No dio resultado. En resumen, a lo mejor ese hombre llegó a pie, pero, como estaba apurado, cabe pensar en la posibilidad de que haya llegado en coche. En mi nota del periódico no di la descripción del hombre para que acudieran a verme todos los cocheros que pudieran haber llevado, alrededor de esa hora, a un cliente a la oficina 40. Pero no se presentó ni uno. Y me sigo preguntando día y noche: "¿Quién será ese hombre que se parece tan curiosamente a Robert Darzac y que vuelvo a encontrar comprando el bastón que cayó en manos de Frédéric Larsan?". Lo más grave de todo es que el señor Darzac, que, a la misma hora en que su doble se presentaba en la oficina de correo, tenía que dar una clase en la Sorbona, no lo hizo. Lo reemplazó uno de sus amigos. Y cuando le preguntan qué estaba haciendo en ese momento, responde que fue a pasear a los bosques de Boulogne. ¿Qué piensa usted de un profesor que pide que lo reemplacen en su clase para ir a pasear a los bosques de Boulogne? Por último, debe saber que, si bien Robert Darzac confiesa haber ido a pasear a los bosques de Boulogne la mañana del 24, ¡no puede decir en qué ocupó su tiempo la noche del 24 al 25!...

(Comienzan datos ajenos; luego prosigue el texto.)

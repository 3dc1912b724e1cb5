//! Logistic-regression failure classifier restored from JSON.

use serde::{Deserialize, Serialize};

use crate::estimator::{FailureClassifier, ModelError};

/// `P(failure) = sigmoid(bias + weights · x)`.
#[derive(Debug, Clone, PartialEq, Serialize, Deserialize)]
pub struct LogisticClassifier {
    pub weights: Vec<f64>,
    pub bias: f64,
    /// Training column names, in input order
    #[serde(default)]
    pub feature_names: Vec<String>,
}

impl LogisticClassifier {
    pub fn new(weights: Vec<f64>, bias: f64) -> Self {
        Self {
            weights,
            bias,
            feature_names: Vec::new(),
        }
    }

    pub fn with_feature_names(mut self, names: Vec<String>) -> Self {
        self.feature_names = names;
        self
    }

    /// Reject coefficient sets that can never produce a probability.
    pub fn validate(&self) -> Result<(), ModelError> {
        if self.weights.is_empty() {
            return Err(ModelError::Other("classifier has no weights".to_string()));
        }
        if let Some(i) = self.weights.iter().position(|w| !w.is_finite()) {
            return Err(ModelError::Other(format!("classifier weight {i} is not finite")));
        }
        if !self.bias.is_finite() {
            return Err(ModelError::Other("classifier bias is not finite".to_string()));
        }
        Ok(())
    }
}

impl FailureClassifier for LogisticClassifier {
    fn predict_proba(&self, features: &[f64]) -> Result<[f64; 2], ModelError> {
        if features.len() != self.weights.len() {
            return Err(ModelError::ShapeMismatch {
                expected: self.weights.len(),
                actual: features.len(),
            });
        }
        if let Some(i) = features.iter().position(|v| !v.is_finite()) {
            return Err(ModelError::NonFiniteFeature(i));
        }
        let z = self.bias
            + self
                .weights
                .iter()
                .zip(features)
                .map(|(w, x)| w * x)
                .sum::<f64>();
        let p_fail = 1.0 / (1.0 + (-z).exp());
        Ok([1.0 - p_fail, p_fail])
    }

    fn feature_names(&self) -> Option<&[String]> {
        if self.feature_names.is_empty() {
            None
        } else {
            Some(&self.feature_names)
        }
    }
}
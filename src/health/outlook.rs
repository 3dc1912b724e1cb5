//! Per-component status outlook for the dashboard prediction cards.
//!
//! Each target blends the classifier probability with one normalized reading
//! factor: `p = (classifier_p + factor) / 2`, then buckets the result into
//! Normal / Warning / Critical.

use tracing::warn;

use crate::config::FactorSpec;
use crate::types::{
    ComponentOutlook, ComponentPrediction, OutlookStatus, OutlookTarget, RiskLevel, SensorField, SensorReading,
};

use super::scorer::normalize_factor;

/// Data-period labels, assigned by target position.
pub const DATA_PERIODS: [&str; 6] = [
    "30 days of logs",
    "6 weeks of data",
    "2 months of telemetry",
    "3 months of sensor data",
    "60 days of telemetry",
    "90 days of data",
];

/// Confidences reported by the canned outlook, by target position.
const FALLBACK_CONFIDENCE_PERCENT: [u32; 6] = [85, 88, 92, 87, 90, 89];

fn factor_spec(target: OutlookTarget) -> FactorSpec {
    match target {
        OutlookTarget::Gearbox => FactorSpec::new(SensorField::GearOilTemp, 100.0),
        OutlookTarget::Bearings => FactorSpec::new(SensorField::RotorRpm, 30.0),
        OutlookTarget::Generator => FactorSpec::new(SensorField::GeneratorTemp, 120.0),
        OutlookTarget::Rotors => FactorSpec::absolute(SensorField::BladePitch, 90.0),
        OutlookTarget::Blades => FactorSpec::new(SensorField::WindSpeed, 25.0),
        OutlookTarget::TemperatureSensors => FactorSpec::new(SensorField::NacelleTemp, 100.0),
    }
}

fn message(target: OutlookTarget, status: OutlookStatus) -> &'static str {
    use OutlookStatus::{Critical, Normal, Warning};
    use OutlookTarget as T;
    match (target, status) {
        (T::Gearbox, Critical) => "Oil pressure dropping rapidly. Immediate inspection needed.",
        (T::Gearbox, Warning) => "Oil temperature trending higher than normal. Schedule inspection soon.",
        (T::Gearbox, Normal) => "Gearbox operating within normal parameters.",
        (T::Bearings, Critical) => "Vibration intensity exceeding safety limits. Immediate shutdown required.",
        (T::Bearings, Warning) => "Abnormal vibration pattern detected. Schedule service soon.",
        (T::Bearings, Normal) => "Bearing vibration levels are stable and within range.",
        (T::Generator, Critical) => "Voltage fluctuations outside operational safety margin.",
        (T::Generator, Warning) => "Generator temperature approaching upper limits.",
        (T::Generator, Normal) => "Generator operating efficiently with stable output.",
        (T::Rotors, Critical) => "Rotor imbalance detected. Performance severely affected.",
        (T::Rotors, Warning) => "Rotor imbalance detected. Performance affected.",
        (T::Rotors, Normal) => "Rotor balance is optimal for current conditions.",
        (T::Blades, Critical) => "Blade damage detected. Immediate inspection required.",
        (T::Blades, Warning) => "Blade efficiency slightly reduced. Monitor closely.",
        (T::Blades, Normal) => "Blade aerodynamics are stable and efficient.",
        (T::TemperatureSensors, Critical) => "Multiple temperature sensors showing abnormal readings.",
        (T::TemperatureSensors, Warning) => "Some temperature sensors approaching limits.",
        (T::TemperatureSensors, Normal) => "Temperature sensors operating within calibration range.",
    }
}

/// Bands follow the estimator's risk ladder: HIGH is Critical, MEDIUM is Warning.
fn status_for(probability: f64, medium_above: f64, high_above: f64) -> OutlookStatus {
    match RiskLevel::from_probability(probability, medium_above, high_above) {
        RiskLevel::High => OutlookStatus::Critical,
        RiskLevel::Medium => OutlookStatus::Warning,
        RiskLevel::Low => OutlookStatus::Normal,
    }
}

/// Outlook for every target, in [`OutlookTarget::ALL`] order.
///
/// `medium_above` / `high_above` are the active estimator risk thresholds.
/// A non-finite classifier probability yields [`fallback_outlook`]; a
/// non-finite factor degrades only that target.
pub fn component_outlook(
    reading: &SensorReading,
    classifier_probability: f64,
    medium_above: f64,
    high_above: f64,
) -> ComponentOutlook {
    if !classifier_probability.is_finite() {
        warn!(classifier_probability, "Non-finite classifier probability, using canned outlook");
        return fallback_outlook();
    }
    let base = classifier_probability.clamp(0.0, 1.0);

    let mut outlook = ComponentOutlook::default();
    for (index, target) in OutlookTarget::ALL.into_iter().enumerate() {
        let factor = normalize_factor(&factor_spec(target), reading);
        let prediction = if factor.is_finite() {
            let p = ((base + factor) / 2.0).clamp(0.0, 1.0);
            let status = status_for(p, medium_above, high_above);
            ComponentPrediction {
                status,
                message: message(target, status).to_string(),
                confidence: format!("{}%", (p * 100.0).floor() as u32),
                based_on: DATA_PERIODS[index].to_string(),
            }
        } else {
            warn!(target = target.display_name(), "Non-finite outlook factor, reporting Normal");
            ComponentPrediction {
                status: OutlookStatus::Normal,
                message: format!("{} operating within normal parameters.", target.display_name()),
                confidence: format!("{}%", FALLBACK_CONFIDENCE_PERCENT[0]),
                based_on: DATA_PERIODS[0].to_string(),
            }
        };
        outlook.push(target, prediction);
    }
    outlook
}

/// The canned all-Normal outlook.
pub fn fallback_outlook() -> ComponentOutlook {
    let mut outlook = ComponentOutlook::default();
    for (index, target) in OutlookTarget::ALL.into_iter().enumerate() {
        outlook.push(
            target,
            ComponentPrediction {
                status: OutlookStatus::Normal,
                message: message(target, OutlookStatus::Normal).to_string(),
                confidence: format!("{}%", FALLBACK_CONFIDENCE_PERCENT[index]),
                based_on: DATA_PERIODS[index].to_string(),
            },
        );
    }
    outlook
}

Cuando Frédéric Larsan le pidió esa información, le respondió, con mucha calma, que lo que hacía con su tiempo en París era asunto suyo... Ante esto, Frédéric Larsan juró en voz alta que descubriría, sin ayuda de nadie, cómo empleó ese tiempo. Todo esto parece otorgar cierta consistencia a las hipótesis del gran Fred; especialmente porque el hecho de que fuera Robert Darzac quien se encontraba en el "cuarto amarillo" podría corroborar la explicación del policía sobre la forma en que el asesino se habría escapado: ¡el señor Stangerson lo habría dejado pasar para evitar un terrible escándalo! Por lo demás, es esta misma hipótesis, que yo creo falsa, la que desorientará a Frédéric Larsan, y esto no me molestaría si no hubiera un inocente de por medio. Ahora bien, ¿esta hipótesis realmente desorienta a Frédéric Larsan? ¡Esa es la cuestión! ¡Esa es la cuestión! ¡Esa es la cuestión!...
–¡Eh! ¡Frédéric Larsan quizás tenga razón! – exclamé, interrumpiendo a Rouletabille. ¿Está usted seguro de que el señor Darzac es inocente? Me parece que hay demasiadas coincidencias comprometedoras...
–Las coincidencias -me respondió mi amigo- son la peores enemigas de la verdad.
–¿Y qué piensa de todo esto el juez de instrucción?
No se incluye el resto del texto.